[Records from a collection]
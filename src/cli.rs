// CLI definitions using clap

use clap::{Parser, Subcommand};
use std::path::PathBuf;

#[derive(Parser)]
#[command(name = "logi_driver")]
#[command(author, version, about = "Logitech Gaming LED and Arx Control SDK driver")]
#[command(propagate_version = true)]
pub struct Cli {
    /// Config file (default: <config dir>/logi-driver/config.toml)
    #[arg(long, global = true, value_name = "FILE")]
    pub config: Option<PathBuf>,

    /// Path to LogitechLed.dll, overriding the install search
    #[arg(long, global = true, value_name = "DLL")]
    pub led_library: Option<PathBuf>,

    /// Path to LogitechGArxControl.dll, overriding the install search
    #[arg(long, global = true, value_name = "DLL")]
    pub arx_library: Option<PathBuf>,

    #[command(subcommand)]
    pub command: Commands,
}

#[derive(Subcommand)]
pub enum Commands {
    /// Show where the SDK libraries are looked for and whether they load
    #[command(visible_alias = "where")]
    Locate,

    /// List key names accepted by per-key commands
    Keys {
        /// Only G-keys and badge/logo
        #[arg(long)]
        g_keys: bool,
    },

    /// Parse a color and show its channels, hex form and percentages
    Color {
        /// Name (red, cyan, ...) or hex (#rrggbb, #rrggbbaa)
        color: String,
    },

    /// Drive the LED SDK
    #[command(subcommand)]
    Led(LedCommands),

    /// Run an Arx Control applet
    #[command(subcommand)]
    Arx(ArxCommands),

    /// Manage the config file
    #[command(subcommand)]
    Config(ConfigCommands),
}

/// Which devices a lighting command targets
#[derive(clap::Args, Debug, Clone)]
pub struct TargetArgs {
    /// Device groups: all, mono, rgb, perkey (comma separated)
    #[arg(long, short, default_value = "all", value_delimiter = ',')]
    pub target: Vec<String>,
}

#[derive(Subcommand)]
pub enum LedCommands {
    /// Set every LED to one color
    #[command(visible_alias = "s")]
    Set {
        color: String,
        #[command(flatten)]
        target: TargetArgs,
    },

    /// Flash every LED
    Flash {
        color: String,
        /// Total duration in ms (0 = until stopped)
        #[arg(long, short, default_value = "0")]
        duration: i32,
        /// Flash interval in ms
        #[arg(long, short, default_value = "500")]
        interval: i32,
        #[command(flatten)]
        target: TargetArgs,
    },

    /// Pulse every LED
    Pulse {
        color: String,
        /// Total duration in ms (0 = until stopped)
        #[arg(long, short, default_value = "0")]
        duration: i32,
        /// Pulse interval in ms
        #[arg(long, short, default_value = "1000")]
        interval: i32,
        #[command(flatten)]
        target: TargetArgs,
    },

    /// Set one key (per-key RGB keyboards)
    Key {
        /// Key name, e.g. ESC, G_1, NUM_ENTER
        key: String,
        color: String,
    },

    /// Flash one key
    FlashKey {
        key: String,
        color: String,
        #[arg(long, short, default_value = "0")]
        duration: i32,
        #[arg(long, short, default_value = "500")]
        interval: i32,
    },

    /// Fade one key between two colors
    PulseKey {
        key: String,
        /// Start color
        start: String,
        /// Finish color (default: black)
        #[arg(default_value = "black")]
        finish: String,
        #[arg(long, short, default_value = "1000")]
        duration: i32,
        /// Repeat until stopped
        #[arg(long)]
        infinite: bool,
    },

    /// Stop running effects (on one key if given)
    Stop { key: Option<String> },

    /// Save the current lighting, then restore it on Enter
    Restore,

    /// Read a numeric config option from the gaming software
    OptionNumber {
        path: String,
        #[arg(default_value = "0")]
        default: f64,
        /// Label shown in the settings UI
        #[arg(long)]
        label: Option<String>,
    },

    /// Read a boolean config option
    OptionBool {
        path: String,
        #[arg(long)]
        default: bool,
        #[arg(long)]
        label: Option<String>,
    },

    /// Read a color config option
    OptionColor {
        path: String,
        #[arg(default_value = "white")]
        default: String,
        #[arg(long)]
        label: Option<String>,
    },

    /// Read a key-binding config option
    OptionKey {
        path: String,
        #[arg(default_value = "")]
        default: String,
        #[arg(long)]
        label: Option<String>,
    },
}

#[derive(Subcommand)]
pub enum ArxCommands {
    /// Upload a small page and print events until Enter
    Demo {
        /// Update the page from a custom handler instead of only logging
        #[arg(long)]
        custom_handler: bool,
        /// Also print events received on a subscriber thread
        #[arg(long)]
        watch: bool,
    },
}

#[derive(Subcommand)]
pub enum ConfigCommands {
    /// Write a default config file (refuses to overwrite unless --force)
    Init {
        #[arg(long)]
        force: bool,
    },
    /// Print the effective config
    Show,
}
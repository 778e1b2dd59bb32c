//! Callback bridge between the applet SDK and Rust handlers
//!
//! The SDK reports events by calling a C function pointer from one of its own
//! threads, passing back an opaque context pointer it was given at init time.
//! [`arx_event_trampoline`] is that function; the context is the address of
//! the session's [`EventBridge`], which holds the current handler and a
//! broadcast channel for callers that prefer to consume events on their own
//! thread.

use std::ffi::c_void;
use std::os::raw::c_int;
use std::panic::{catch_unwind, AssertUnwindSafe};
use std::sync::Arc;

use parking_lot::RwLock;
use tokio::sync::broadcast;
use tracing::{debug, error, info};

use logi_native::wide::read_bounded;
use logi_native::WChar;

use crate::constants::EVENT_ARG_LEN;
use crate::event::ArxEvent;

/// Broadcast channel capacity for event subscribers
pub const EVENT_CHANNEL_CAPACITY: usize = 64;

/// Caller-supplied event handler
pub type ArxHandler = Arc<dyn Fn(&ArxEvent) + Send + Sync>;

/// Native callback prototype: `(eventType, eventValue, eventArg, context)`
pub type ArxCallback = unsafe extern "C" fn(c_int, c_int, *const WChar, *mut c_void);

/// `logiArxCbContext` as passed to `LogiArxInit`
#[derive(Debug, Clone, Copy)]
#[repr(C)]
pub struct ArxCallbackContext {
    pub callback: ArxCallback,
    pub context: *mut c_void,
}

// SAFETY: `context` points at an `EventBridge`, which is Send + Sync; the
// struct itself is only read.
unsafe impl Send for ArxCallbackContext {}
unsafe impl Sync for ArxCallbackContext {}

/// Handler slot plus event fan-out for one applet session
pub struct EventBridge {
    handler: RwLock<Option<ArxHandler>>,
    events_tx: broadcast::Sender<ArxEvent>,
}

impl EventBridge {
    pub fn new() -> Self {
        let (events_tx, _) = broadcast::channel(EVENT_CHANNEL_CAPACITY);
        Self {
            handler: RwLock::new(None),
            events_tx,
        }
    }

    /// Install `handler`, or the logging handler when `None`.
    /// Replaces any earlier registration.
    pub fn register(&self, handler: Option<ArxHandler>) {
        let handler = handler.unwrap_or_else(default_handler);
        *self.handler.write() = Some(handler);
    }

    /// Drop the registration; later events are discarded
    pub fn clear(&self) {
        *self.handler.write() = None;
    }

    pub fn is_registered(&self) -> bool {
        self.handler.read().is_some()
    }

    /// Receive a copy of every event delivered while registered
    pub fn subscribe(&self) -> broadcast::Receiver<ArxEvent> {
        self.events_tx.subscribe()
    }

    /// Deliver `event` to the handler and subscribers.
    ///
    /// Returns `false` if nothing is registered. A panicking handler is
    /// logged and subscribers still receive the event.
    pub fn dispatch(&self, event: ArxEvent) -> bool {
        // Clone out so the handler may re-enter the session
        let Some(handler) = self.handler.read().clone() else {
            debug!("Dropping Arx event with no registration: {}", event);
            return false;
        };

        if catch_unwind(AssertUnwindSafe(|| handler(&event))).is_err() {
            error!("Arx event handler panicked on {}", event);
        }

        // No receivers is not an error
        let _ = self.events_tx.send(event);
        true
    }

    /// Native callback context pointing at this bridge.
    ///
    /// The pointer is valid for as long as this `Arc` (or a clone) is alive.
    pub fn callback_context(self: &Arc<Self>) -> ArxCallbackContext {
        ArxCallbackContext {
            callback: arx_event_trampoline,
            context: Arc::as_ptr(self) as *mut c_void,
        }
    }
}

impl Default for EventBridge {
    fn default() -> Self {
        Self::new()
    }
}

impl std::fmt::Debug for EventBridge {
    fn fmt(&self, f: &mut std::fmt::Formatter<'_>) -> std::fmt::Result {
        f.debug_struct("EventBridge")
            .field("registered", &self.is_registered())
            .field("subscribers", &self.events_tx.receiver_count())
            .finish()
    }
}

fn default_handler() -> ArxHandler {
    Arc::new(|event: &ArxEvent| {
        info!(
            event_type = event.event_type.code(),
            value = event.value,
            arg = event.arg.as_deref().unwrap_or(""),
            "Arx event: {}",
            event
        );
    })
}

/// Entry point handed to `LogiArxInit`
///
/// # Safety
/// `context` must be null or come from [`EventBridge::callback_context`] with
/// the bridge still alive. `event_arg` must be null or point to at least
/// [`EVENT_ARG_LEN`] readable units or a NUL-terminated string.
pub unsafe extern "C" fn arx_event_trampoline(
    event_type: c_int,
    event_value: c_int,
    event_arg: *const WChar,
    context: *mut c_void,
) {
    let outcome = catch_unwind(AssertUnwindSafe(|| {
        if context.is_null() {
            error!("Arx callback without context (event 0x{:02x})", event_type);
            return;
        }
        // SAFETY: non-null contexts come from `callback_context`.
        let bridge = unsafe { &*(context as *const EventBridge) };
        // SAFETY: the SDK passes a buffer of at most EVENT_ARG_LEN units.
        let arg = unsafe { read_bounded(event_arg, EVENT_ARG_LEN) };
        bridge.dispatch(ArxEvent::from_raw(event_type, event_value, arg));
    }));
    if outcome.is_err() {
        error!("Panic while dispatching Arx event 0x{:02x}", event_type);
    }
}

» **ASSIGNED TASK**: Every line above that holds the string "page" counts once; give the total and nothing more.

» **WRITTEN RESPONSE**: 2